» **What you need to do**: Lines from the listing that hold the string "Reqwest" are what you should return.

☆ ☆ ☆ ☆

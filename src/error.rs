use crate::link::Relation;
use crate::types::ErrorDetail;
use thiserror::Error;

/// Main error type for Freckle API operations
#[derive(Debug, Error)]
pub enum FreckleError {
    /// Error body returned by the API for a status >= 400
    #[error("{message}")]
    Api {
        status: u16,
        message: String,
        errors: Vec<ErrorDetail>,
    },

    /// The current page has no link for the requested relation
    #[error("no {0} page available")]
    NoSuchPage(Relation),

    /// Request building error
    #[error("failed to build request: {0}")]
    RequestBuild(String),

    /// JSON serialization/deserialization error
    #[error("JSON error: {0}")]
    Json(#[from] serde_json::Error),

    /// HTTP client error
    #[error("HTTP client error: {0}")]
    Reqwest(#[from] reqwest::Error),

    /// URL parsing error
    #[error("URL parse error: {0}")]
    UrlParse(#[from] url::ParseError),

    /// IO error
    #[error("IO error: {0}")]
    Io(#[from] std::io::Error),
}

impl FreckleError {
    /// Create an API error from the status code and the decoded error body
    pub fn api(status: u16, body: crate::types::ApiErrorBody) -> Self {
        FreckleError::Api {
            status,
            message: body.message,
            errors: body.errors,
        }
    }

    /// Check if this error is a not found error (404)
    pub fn is_not_found(&self) -> bool {
        matches!(self, FreckleError::Api { status: 404, .. })
    }

    /// Check if the API rejected the request input (400 or 422)
    pub fn is_validation_failed(&self) -> bool {
        matches!(self, FreckleError::Api { status: 400 | 422, .. })
    }

    /// Check if this error came from navigating to a missing page
    pub fn is_no_such_page(&self) -> bool {
        matches!(self, FreckleError::NoSuchPage(_))
    }

    /// Get the HTTP status code if the server answered
    pub fn status_code(&self) -> Option<u16> {
        match self {
            FreckleError::Api { status, .. } => Some(*status),
            FreckleError::Reqwest(e) => e.status().map(|s| s.as_u16()),
            _ => None,
        }
    }

    /// Get the API error message, if this is an API error
    pub fn message(&self) -> Option<&str> {
        match self {
            FreckleError::Api { message, .. } => Some(message),
            _ => None,
        }
    }

    /// Get the field-level details of an API error
    pub fn details(&self) -> &[ErrorDetail] {
        match self {
            FreckleError::Api { errors, .. } => errors,
            _ => &[],
        }
    }
}

/// Result type for Freckle operations
pub type Result<T> = std::result::Result<T, FreckleError>;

☆ ☆ ☆ ☆

» **Answer to this task**:
    Reqwest(#[from] reqwest::Error),
            FreckleError::Reqwest(e) => e.status().map(|s| s.as_u16()),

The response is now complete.